A new report has shown that Saudi royals, billionaires and senior government officials were tortured and blackmailed in early November 2017, when they were rounded up and detained at the Ritz-Carlton hotel in an extraordinary power play by Crown Prince Mohammed bin Salman (MbS) to remove people who could potentially pose a political threat.
“On the first night, everyone was blindfolded and nearly everyone was subjected to what Egyptian intelligence calls the ‘night of the beating,’” an unnamed source with intimate knowledge of what took place told British daily newspaper the Guardian.
The source added, “People were asked if they knew why they were there. No one did. Most were beaten, some of them badly. There were people tied to the walls, in stress positions. It went on for hours, and all of those doing the torturing were Saudis.”
The “night of the beating” was apparently intended to “soften up” the detainees before the interrogators arrived to question them about corruption.
Some of the prisoners spoke of being threatened with the release of private information, such as extramarital affairs, or business dealings that would have caused great controversy.
One source said the interrogators “in fact knew very little and were winging it. They were OK on Saudi assets, but they were hopeless on the offshore stuff.”
“Often they had no idea what they were looking for. It became straight up blackmail in some cases, because some of the detainees were refusing to sign anything. There was no due process. There is no such thing in the Saudi justice system as a plea bargain, but that was what they were trying to enforce,” many of those detained said.
They told aides they were baffled why they were there. Some had been confidantes of the ultra-conservative Saudi monarchy over generations, and had enjoyed relationships with the oligarchs, who had not been shy in cultivating business leaders through access and largesse.
A senior banking source, who refused to be named, said executives across the Swiss banking sector had launched an investigation in the wake of irregular transactions at the time of the crackdowns.
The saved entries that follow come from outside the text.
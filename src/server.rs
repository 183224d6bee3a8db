use std::net::SocketAddr;
use std::sync::Arc;
use std::time::Duration;

use axum::body::Body;
use axum::extract::{ConnectInfo, State};
use axum::http::{HeaderValue, Method, header};
use axum::response::{IntoResponse, Response};
use axum::routing::post;
use axum::{Json, Router};
use eyre::Result;
use log::warn;
use serde::Deserialize;
use serde_json::{Value, json};
use tower_http::cors::CorsLayer;

use crate::captions;
use crate::config::Config;
use crate::limiter::RateLimiter;
use crate::prompt::{self, PromptTooLong};
use crate::relay::{self, RelayError};

const NO_CAPTIONS_MSG: &str =
    "Sorry, the video must contain english captions in order to generate a summary.";
const PROMPT_TOO_LONG_MSG: &str = "The video transcript is too long to generate a summary";
const RATE_LIMIT_MSG: &str =
    "Request limit exceeded. You can make up to 2 requests per minute. Please wait and try again.";

/// Shared per-process state, cheap to clone into handlers.
#[derive(Clone)]
pub struct AppState {
    pub http: reqwest::Client,
    pub config: Arc<Config>,
    pub limiter: Arc<RateLimiter>,
}

impl AppState {
    pub fn new(config: Config) -> Self {
        let limiter = RateLimiter::new(
            config.rate_limit_points,
            Duration::from_secs(config.rate_limit_window_secs),
        );
        // Bounds connection establishment only; streamed responses may
        // legitimately stay open far longer.
        let http = reqwest::Client::builder()
            .connect_timeout(Duration::from_secs(10))
            .build()
            .unwrap_or_default();
        Self {
            http,
            config: Arc::new(config),
            limiter: Arc::new(limiter),
        }
    }
}

#[derive(Debug, Deserialize)]
pub struct SummaryRequest {
    #[serde(rename = "videoId")]
    pub video_id: String,
    #[serde(default)]
    pub title: String,
}

/// Build the router: the summarize endpoint behind single-origin CORS.
pub fn build_router(state: AppState) -> Result<Router> {
    let origin: HeaderValue = state
        .config
        .allowed_origin
        .parse()
        .map_err(|_| eyre::eyre!("allowed_origin is not a valid header value"))?;

    let cors = CorsLayer::new()
        .allow_origin(origin)
        .allow_methods([Method::POST])
        .allow_headers([header::CONTENT_TYPE]);

    Ok(Router::new()
        .route("/getSummary", post(get_summary))
        .with_state(state)
        .layer(cors))
}

/// Summarize the requested video: rate limiter, caption extraction, prompt
/// construction, then the streamed relay. The first failure short-circuits
/// with a structured payload; success streams plain text.
async fn get_summary(
    State(state): State<AppState>,
    ConnectInfo(peer): ConnectInfo<SocketAddr>,
    Json(request): Json<SummaryRequest>,
) -> Response {
    if !state.limiter.admit(peer.ip()) {
        return error_response("RATE_LIMIT_EXCEEDED", RATE_LIMIT_MSG);
    }

    // The watch page for a malformed ID has no manifest either, so this is
    // the same outcome the fetch would reach, minus the fetch.
    let Some(video_id) = crate::extract_video_id(&request.video_id) else {
        warn!("unusable video id in request: {:?}", request.video_id);
        return error_response("NO_CAPTIONS_FOUND", NO_CAPTIONS_MSG);
    };

    let transcript =
        match captions::fetch_transcript(&state.http, &state.config.youtube_base_url, &video_id).await {
            Ok(t) => t,
            Err(err) => {
                warn!("caption extraction failed for {video_id}: {err:#}");
                return error_response("NO_CAPTIONS_FOUND", NO_CAPTIONS_MSG);
            }
        };

    let prompt = match prompt::build_prompt(&request.title, &transcript) {
        Ok(p) => p,
        Err(PromptTooLong) => return error_response("PROMPT_TOO_LONG", PROMPT_TOO_LONG_MSG),
    };

    match relay::open_summary_stream(
        &state.http,
        &state.config.openai_base_url,
        &state.config.openai_api_key,
        &state.config.model,
        &prompt,
    )
    .await
    {
        Ok(stream) => Body::from_stream(stream).into_response(),
        Err(RelayError::Provider(error)) => summary_response(error),
        Err(RelayError::Transport(err)) => {
            warn!("completion request failed: {err:#}");
            summary_response(json!({ "error": { "message": err.to_string() } }))
        }
    }
}

/// Structured failure: HTTP 200 with `{"summary": {CODE: message}}`.
fn error_response(code: &str, message: &str) -> Response {
    let mut payload = serde_json::Map::new();
    payload.insert(code.to_string(), Value::String(message.to_string()));
    summary_response(Value::Object(payload))
}

fn summary_response(summary: Value) -> Response {
    Json(json!({ "summary": summary })).into_response()
}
“A lot of these transfers appear to have been made under duress. Some were stopped, because the requests were not routine. But some got through,” the source noted.
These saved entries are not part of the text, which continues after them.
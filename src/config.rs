use std::path::{Path, PathBuf};

use eyre::Result;
use log::debug;
use serde::{Deserialize, Serialize};

/// Origin of the companion extension, the only origin CORS admits.
pub const DEFAULT_EXTENSION_ORIGIN: &str = "chrome-extension://bokafafkjfefkghmafmpapidlbeliacp";

#[derive(Debug, Clone, Deserialize, Serialize)]
#[serde(default)]
pub struct Config {
    pub port: u16,
    pub model: String,
    pub allowed_origin: String,
    pub rate_limit_points: u32,
    pub rate_limit_window_secs: u64,
    pub youtube_base_url: String,
    pub openai_base_url: String,
    /// Read from the environment, never from the config file.
    #[serde(skip)]
    pub openai_api_key: String,
}

impl Default for Config {
    fn default() -> Self {
        Self {
            port: 3000,
            model: "gpt-3.5-turbo".to_string(),
            allowed_origin: DEFAULT_EXTENSION_ORIGIN.to_string(),
            rate_limit_points: 2,
            rate_limit_window_secs: 60,
            youtube_base_url: "https://www.youtube.com".to_string(),
            openai_base_url: "https://api.openai.com".to_string(),
            openai_api_key: String::new(),
        }
    }
}

impl Config {
    /// Load config from the given file (or ~/.config/ytsum/config.toml if it
    /// exists), then apply environment overrides. `OPENAI_API_KEY` is
    /// required; `PORT` overrides the file value.
    pub fn load(path: Option<&Path>) -> Result<Self> {
        let path = path.map(Path::to_path_buf).unwrap_or_else(config_path);
        let mut config: Config = if path.exists() {
            debug!("Loading config from {}", path.display());
            let content = std::fs::read_to_string(&path)?;
            toml::from_str(&content)?
        } else {
            debug!("No config file found at {}", path.display());
            Config::default()
        };

        config.openai_api_key = std::env::var("OPENAI_API_KEY")
            .map_err(|_| eyre::eyre!("OPENAI_API_KEY environment variable not set"))?;

        if let Ok(port) = std::env::var("PORT") {
            config.port = port
                .parse()
                .map_err(|_| eyre::eyre!("PORT environment variable is not a valid port: {port}"))?;
        }

        Ok(config)
    }
}

pub fn config_path() -> PathBuf {
    dirs::config_dir()
        .unwrap_or_else(|| PathBuf::from(".config"))
        .join("ytsum")
        .join("config.toml")
}

#[cfg(test)]
mod tests {
    use super::*;

    #[test]
    fn test_parse_config() {
        let toml_str = r#"
port = 8080
model = "gpt-4o-mini"
allowed_origin = "chrome-extension://aaaabbbbccccddddeeeeffffgggghhhh"
rate_limit_points = 5
rate_limit_window_secs = 30
"#;
        let config: Config = toml::from_str(toml_str).unwrap();
        assert_eq!(config.port, 8080);
        assert_eq!(config.model, "gpt-4o-mini");
        assert_eq!(config.allowed_origin, "chrome-extension://aaaabbbbccccddddeeeeffffgggghhhh");
        assert_eq!(config.rate_limit_points, 5);
        assert_eq!(config.rate_limit_window_secs, 30);
    }

    #[test]
    fn test_parse_empty_config() {
        let config: Config = toml::from_str("").unwrap();
        assert_eq!(config.port, 3000);
        assert_eq!(config.model, "gpt-3.5-turbo");
        assert_eq!(config.allowed_origin, DEFAULT_EXTENSION_ORIGIN);
        assert_eq!(config.rate_limit_points, 2);
        assert_eq!(config.rate_limit_window_secs, 60);
        assert_eq!(config.youtube_base_url, "https://www.youtube.com");
        assert_eq!(config.openai_base_url, "https://api.openai.com");
    }

    #[test]
    fn test_parse_partial_config() {
        let config: Config = toml::from_str(r#"model = "gpt-4o""#).unwrap();
        assert_eq!(config.model, "gpt-4o");
        assert_eq!(config.port, 3000);
    }

    #[test]
    fn test_api_key_never_read_from_file() {
        let config: Config = toml::from_str(r#"openai_api_key = "sk-leaked""#).unwrap_or_default();
        assert!(config.openai_api_key.is_empty());
    }
}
Whilst Saudi officials say up to $107 billion was recovered from 87 people and returned to the Saudi treasury as a result of the purge, informed sources told the Guardian that the figure seized was closer to $28 billion.
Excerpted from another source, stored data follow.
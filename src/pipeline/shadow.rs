//! Cascaded shadow map for the first directional light
//!
//! The camera range from its near plane out to the shadow distance is split
//! into cascades. Each cascade owns a depth texture rendered from an
//! orthographic light-space projection fitted to its slice of the view
//! frustum. The light pass picks a cascade by comparing view-space depth
//! against each cascade's split value.

use crate::backend::*;
use crate::pipeline::bindings::{self, SHADOW_CASCADE_COUNT};
use crate::pipeline::render_data::RenderData;
use crate::resources::Model;
use crate::ShadowConfig;
use glam::{Mat4, Vec3};

/// WGSL source of the depth-only shadow program
pub const SHADOW_SHADER: &str = r#"
struct ShadowBlock {
    world: mat4x4<f32>,
    view_projection: mat4x4<f32>,
    is_skinned: u32,
    joint_count: u32,
}

struct Joint {
    joint_matrix: mat4x4<f32>,
}

@group(0) @binding(0) var<uniform> block: ShadowBlock;
@group(0) @binding(1) var<storage, read> joints: array<Joint>;

@vertex
fn vs_main(
    @location(0) position: vec3<f32>,
    @location(4) joint_indices: vec4<u32>,
    @location(5) joint_weights: vec4<f32>,
) -> @builtin(position) vec4<f32> {
    var model = block.world;
    if block.is_skinned != 0u && block.joint_count > 0u {
        model = mat4x4<f32>();
        for (var i = 0u; i < 4u; i++) {
            let joint = min(joint_indices[i], block.joint_count - 1u);
            model += joints[joint].joint_matrix * joint_weights[i];
        }
    }
    return block.view_projection * model * vec4<f32>(position, 1.0);
}
"#;

/// Fraction of the light-space depth range added toward the light so casters
/// outside the cascade slice still land in the map
const DEPTH_EXTENSION: f32 = 2.0;

/// Split distances in view space for `count` cascades between `near` and
/// `far`, blending uniform and logarithmic schemes by `lambda`
pub fn compute_cascade_splits(near: f32, far: f32, lambda: f32, count: usize) -> Vec<f32> {
    let near = near.max(1e-3);
    let far = far.max(near + 1e-3);
    let lambda = lambda.clamp(0.0, 1.0);
    (1..=count)
        .map(|i| {
            let p = i as f32 / count as f32;
            let uniform = near + (far - near) * p;
            let log = near * (far / near).powf(p);
            uniform + (log - uniform) * lambda
        })
        .collect()
}

/// Orthographic light view-projection enclosing a frustum slice, with its
/// footprint snapped to whole shadow-map texels
pub fn build_cascade_matrix(corners: &[Vec3; 8], direction: Vec3, resolution: u32) -> Mat4 {
    let direction = direction.normalize_or_zero();
    let center = corners.iter().copied().sum::<Vec3>() / corners.len() as f32;
    let radius = corners
        .iter()
        .map(|corner| corner.distance(center))
        .fold(0.0f32, f32::max)
        .max(1e-3);

    let up = if direction.y.abs() > 0.99 { Vec3::X } else { Vec3::Y };
    let view = Mat4::look_at_rh(center - direction * radius, center, up);

    let mut min = Vec3::splat(f32::MAX);
    let mut max = Vec3::splat(f32::MIN);
    for corner in corners {
        let light_space = view.transform_point3(*corner);
        min = min.min(light_space);
        max = max.max(light_space);
    }
    max.z += (max.z - min.z).max(radius) * DEPTH_EXTENSION;

    let texel = ((max.x - min.x).max(max.y - min.y) / resolution.max(1) as f32).max(f32::EPSILON);
    min.x = (min.x / texel).floor() * texel;
    min.y = (min.y / texel).floor() * texel;
    max.x = (max.x / texel).ceil() * texel;
    max.y = (max.y / texel).ceil() * texel;

    Mat4::orthographic_rh(min.x, max.x, min.y, max.y, -max.z, -min.z) * view
}

/// One shadow cascade
#[derive(Debug, Clone)]
pub struct Cascade {
    pub view_projection: Mat4,
    /// Far bound of the cascade in view-space depth
    pub split_depth: f32,
    pub texture: TextureHandle,
    framebuffer: FramebufferHandle,
}

impl Cascade {
    fn new(device: &mut dyn GraphicsDevice, index: usize, resolution: u32) -> BackendResult<Self> {
        let label = format!("shadow cascade {index}");
        let texture = device.create_texture(&TextureDescriptor::render_target(
            &label,
            resolution,
            resolution,
            TextureFormat::Depth32Float,
        ))?;
        let framebuffer = device
            .create_framebuffer(&FramebufferDescriptor {
                label: Some(label),
                color_attachments: Vec::new(),
                depth_attachment: Some(texture),
            })
            .map_err(|err| {
                device.destroy_texture(texture);
                err
            })?;
        Ok(Self {
            view_projection: Mat4::IDENTITY,
            split_depth: 0.0,
            texture,
            framebuffer,
        })
    }

    fn destroy(self, device: &mut dyn GraphicsDevice) {
        device.destroy_framebuffer(self.framebuffer);
        device.destroy_texture(self.texture);
    }
}

/// Cascaded shadow map
pub struct ShadowMap {
    program: ProgramHandle,
    cascades: Vec<Cascade>,
    resolution: u32,
    split_lambda: f32,
    shadow_distance: f32,
    z_near: f32,
    z_far: f32,
    active: bool,
}

impl ShadowMap {
    pub fn new(device: &mut dyn GraphicsDevice, config: &ShadowConfig) -> BackendResult<Self> {
        let desc = ProgramDescriptor::new("shadow depth", SHADOW_SHADER).with_uniforms(bindings::shadow_layout());
        let program = device.create_program(&desc)?;

        let mut cascades = Vec::with_capacity(SHADOW_CASCADE_COUNT);
        for i in 0..SHADOW_CASCADE_COUNT {
            match Cascade::new(device, i, config.resolution) {
                Ok(cascade) => cascades.push(cascade),
                Err(err) => {
                    for cascade in cascades {
                        cascade.destroy(device);
                    }
                    device.destroy_program(program);
                    return Err(err);
                }
            }
        }

        log::info!(
            "ShadowMap: {} cascades at {}x{}",
            SHADOW_CASCADE_COUNT,
            config.resolution,
            config.resolution
        );
        Ok(Self {
            program,
            cascades,
            resolution: config.resolution,
            split_lambda: config.split_lambda,
            shadow_distance: config.shadow_distance,
            z_near: 0.0,
            z_far: 0.0,
            active: false,
        })
    }

    pub fn cascades(&self) -> &[Cascade] {
        &self.cascades
    }

    /// View-space depth where the first cascade starts
    pub fn z_near(&self) -> f32 {
        self.z_near
    }

    /// View-space depth where the last cascade ends
    pub fn z_far(&self) -> f32 {
        self.z_far
    }

    pub fn resolution(&self) -> u32 {
        self.resolution
    }

    /// Whether the last render produced usable cascades
    pub fn is_active(&self) -> bool {
        self.active
    }

    /// Render every cascade for the first directional light of `data`.
    ///
    /// Leaves the map inactive when there is no camera, no directional light,
    /// or the light's direction is degenerate.
    /// Device binding state is restored afterwards.
    pub fn render(&mut self, device: &mut dyn GraphicsDevice, data: &RenderData) {
        self.active = false;
        let Some(camera) = data.camera else {
            return;
        };
        let Some(light) = data.directional_lights.first() else {
            log::warn!("ShadowMap: no directional light, shadows skipped");
            return;
        };
        if light.direction.length_squared() < 1e-8 {
            log::warn!("ShadowMap: directional light has no direction, shadows skipped");
            return;
        }

        self.z_near = camera.near();
        self.z_far = (camera.near() + self.shadow_distance).min(camera.far());
        let splits = compute_cascade_splits(self.z_near, self.z_far, self.split_lambda, self.cascades.len());

        let saved_framebuffer = device.bound_framebuffer();
        let saved_program = device.bound_program();
        let saved_depth = device.depth_state();
        let saved_cull = device.cull_mode();
        let saved_viewport = device.viewport();

        device.use_program(Some(self.program));
        device.set_depth_state(DepthState::default());
        device.set_cull_mode(CullMode::None);
        device.set_viewport(Viewport::new(self.resolution, self.resolution));

        let mut slice_near = self.z_near;
        for (cascade, split) in self.cascades.iter_mut().zip(splits) {
            let corners = camera.frustum_corners(slice_near, split);
            cascade.view_projection = build_cascade_matrix(&corners, light.direction, self.resolution);
            cascade.split_depth = split;
            slice_near = split;

            device.bind_framebuffer(Some(cascade.framebuffer));
            device.clear(&ClearValues::depth(1.0));
            for model in &data.models {
                draw_casters(device, model, cascade.view_projection);
            }
        }

        device.bind_framebuffer(saved_framebuffer);
        device.use_program(saved_program);
        device.set_depth_state(saved_depth);
        device.set_cull_mode(saved_cull);
        device.set_viewport(saved_viewport);

        self.active = true;
        log::trace!("ShadowMap: rendered splits up to {:.2}", self.z_far);
    }

    pub fn destroy(self, device: &mut dyn GraphicsDevice) {
        for cascade in self.cascades {
            cascade.destroy(device);
        }
        device.destroy_program(self.program);
    }
}

/// Draw opaque and masked primitives of `model` into the bound cascade
fn draw_casters(device: &mut dyn GraphicsDevice, model: &Model, view_projection: Mat4) {
    model.visit(|node| {
        let casters: Vec<_> = node
            .primitives
            .iter()
            .filter(|p| model.materials.get(p.material).is_some_and(|m| m.is_deferred()))
            .collect();
        if casters.is_empty() {
            return;
        }
        let skin = node.skin.and_then(|index| model.skins().get(index));
        bindings::bind_node_transform(device, node.world, view_projection, skin);
        for primitive in casters {
            device.draw_mesh(primitive.mesh);
        }
    });
}

#[cfg(test)]
mod tests {
    use super::*;
    use crate::backend::HeadlessDevice;
    use crate::resources::{Material, Mesh};
    use crate::scene::{Camera, DirectionalLight, Projection};
    use glam::Vec4Swizzles;
    use rstest::rstest;

    fn camera() -> Camera {
        let mut camera = Camera::new(Projection::perspective(60.0, 1.5, 0.1, 200.0));
        camera.update_from_world(Mat4::from_translation(Vec3::new(0.0, 2.0, 10.0)));
        camera
    }

    #[rstest]
    #[case(0.0)]
    #[case(0.5)]
    #[case(1.0)]
    fn test_splits_increase_to_far(#[case] lambda: f32) {
        let splits = compute_cascade_splits(0.1, 50.0, lambda, 4);
        assert_eq!(splits.len(), 4);
        assert!(splits.windows(2).all(|w| w[0] < w[1]));
        assert!((splits[3] - 50.0).abs() < 1e-3);
    }

    #[test]
    fn test_uniform_splits_are_even() {
        let splits = compute_cascade_splits(10.0, 50.0, 0.0, 4);
        assert_eq!(splits, vec![20.0, 30.0, 40.0, 50.0]);
    }

    #[rstest]
    #[case(Vec3::new(-0.3, -1.0, -0.2))]
    #[case(Vec3::new(0.0, -1.0, 0.0))]
    #[case(Vec3::new(1.0, -0.2, 0.0))]
    fn test_cascade_matrix_encloses_slice(#[case] direction: Vec3) {
        let camera = camera();
        let corners = camera.frustum_corners(0.5, 12.0);
        let matrix = build_cascade_matrix(&corners, direction, 1024);
        for corner in corners {
            let clip = matrix * corner.extend(1.0);
            let ndc = clip.xyz() / clip.w;
            assert!(ndc.x.abs() <= 1.0 + 1e-4 && ndc.y.abs() <= 1.0 + 1e-4, "{ndc:?}");
            assert!((-1e-4..=1.0 + 1e-4).contains(&ndc.z), "{ndc:?}");
        }
    }

    #[test]
    fn test_render_restores_state_and_fills_cascades() {
        let mut device = HeadlessDevice::new(64, 64);
        let config = ShadowConfig::default().with_resolution(64);
        let mut shadow_map = ShadowMap::new(&mut device, &config).unwrap();

        let mesh = Mesh::cube().upload(&mut device).unwrap();
        let mut model = Model::single("box", mesh, Material::default());
        model.update_world(Mat4::IDENTITY);
        let glass = Model::single("glass", mesh, Material::glass());

        // looking straight down at the box, which sits inside the first cascade
        let mut camera = camera();
        camera.update_from_world(Mat4::look_at_rh(Vec3::new(0.0, 3.0, 0.0), Vec3::ZERO, Vec3::Z).inverse());
        let mut light = DirectionalLight::default();
        light.direction = -Vec3::Y;
        let data = RenderData {
            camera: Some(&camera),
            directional_lights: vec![&light],
            models: vec![&model, &glass],
            ..Default::default()
        };

        device.set_cull_mode(CullMode::Front);
        device.set_viewport(Viewport::new(64, 64));
        shadow_map.render(&mut device, &data);

        assert!(shadow_map.is_active());
        assert_eq!(device.draws().len(), SHADOW_CASCADE_COUNT);
        assert!(device.draws().iter().all(|d| d.program_label == "shadow depth"));
        assert_eq!(device.cull_mode(), CullMode::Front);
        assert_eq!(device.bound_framebuffer(), None);
        assert_eq!(device.bound_program(), None);

        let first = &shadow_map.cascades()[0];
        let covered = (0..64u32)
            .flat_map(|y| (0..64u32).map(move |x| (x, y)))
            .filter(|(x, y)| device.depth_at(first.texture, *x, *y).is_some_and(|d| d < 1.0))
            .count();
        assert!(covered > 0);
    }

    #[test]
    fn test_failed_creation_releases_program() {
        let mut device = HeadlessDevice::new(8, 8);
        let textures = device.texture_count();
        assert!(ShadowMap::new(&mut device, &ShadowConfig::default().with_resolution(0)).is_err());

        assert_eq!(device.program_count(), 0);
        assert_eq!(device.framebuffer_count(), 0);
        assert_eq!(device.texture_count(), textures);
    }

    #[test]
    fn test_inactive_without_directional_light() {
        let mut device = HeadlessDevice::new(8, 8);
        let mut shadow_map = ShadowMap::new(&mut device, &ShadowConfig::default().with_resolution(8)).unwrap();
        let camera = camera();
        let data = RenderData {
            camera: Some(&camera),
            ..Default::default()
        };
        shadow_map.render(&mut device, &data);
        assert!(!shadow_map.is_active());
        assert!(device.draws().is_empty());
    }

    #[test]
    fn test_inactive_for_zero_scaled_light() {
        let mut device = HeadlessDevice::new(8, 8);
        let mut shadow_map = ShadowMap::new(&mut device, &ShadowConfig::default().with_resolution(8)).unwrap();
        let camera = camera();
        let mut light = DirectionalLight::default();
        light.update_from_world(Mat4::from_scale(Vec3::ZERO));
        assert_eq!(light.direction, Vec3::ZERO);
        let data = RenderData {
            camera: Some(&camera),
            directional_lights: vec![&light],
            ..Default::default()
        };

        shadow_map.render(&mut device, &data);
        assert!(!shadow_map.is_active());
        assert!(device.draws().is_empty());
        assert!(shadow_map.cascades().iter().all(|c| c.view_projection.is_finite()));
    }
}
The purge, also nicknamed the “sheikhdown”, purportedly came at the price of breaking trust between the monarchy and the Saudi business community.
One of the sources said the November 2017 round-up at the Ritz-Carlton hotel in Riyadh “was about consolidating his (MbS) rule, plain and simple” and came before the cruel murder of dissident journalist Jamal Khashoggi at the Saudi consulate in Istanbul on October 2, 2018.
“The fact that he got away with it allowed him to do the latter. The same guards involved in the Ritz were involved in the killing. History won’t be kind to MbS on either,” the source said.
Prominent dissident cleric’s brother sentenced to five years in prison
Separately, a court in Saudi Arabia has sentenced the brother of jailed prominent dissident cleric Sheikh Salman al-Odah to five years in prison on charges of “inciting discord.”
“Authorities, via a special criminal court in Riyadh, have sentenced my uncle to five years in prison and issued him a travel ban on charges of exploiting his brother's case to foment discord and harm security,” the 63-year-old cleric’s son Abdullah al-Odah tweeted.
The Prisoners of Conscience, an independent non-governmental organization advocating human rights in Saudi Arabia, confirmed the sentence in a post on its official Twitter page, saying Khaled was transferred to Riyadh “handcuffed and feet bound” in his first secret trial session in October 2018.
The advocacy group said that in 2018, before his first session in court, he was deprived of his medication and consequently fainted in the courtroom.
Khaled was arrested three and a half years ago after he showed solidarity with his influential brother on social media.
Saudi authorities detained Sheikh Salman al-Odah in September 2017, and have held him in solitary confinement without charge or trial ever since. The officials have imposed travel bans on members of his family as well.
The detained cleric has written hundreds of articles on Islamic law while at the same time embracing modernity and democracy.
Both Odah's family and Saudi media have previously said the detained scholar faces the death penalty, but the charge sheet has not yet been made public.
Ever since bin Salman became Saudi Arabia’s de facto ruler in 2017, the kingdom has arrested dozens of activists, bloggers, intellectuals and others perceived as political opponents, showing almost zero tolerance for dissent even in the face of international condemnations.
Muslim scholars have been executed, women’s rights campaigners – including Loujain al-Hathloul – have been put behind bars and tortured, and freedom of expression, association and belief continue to be denied in the kingdom.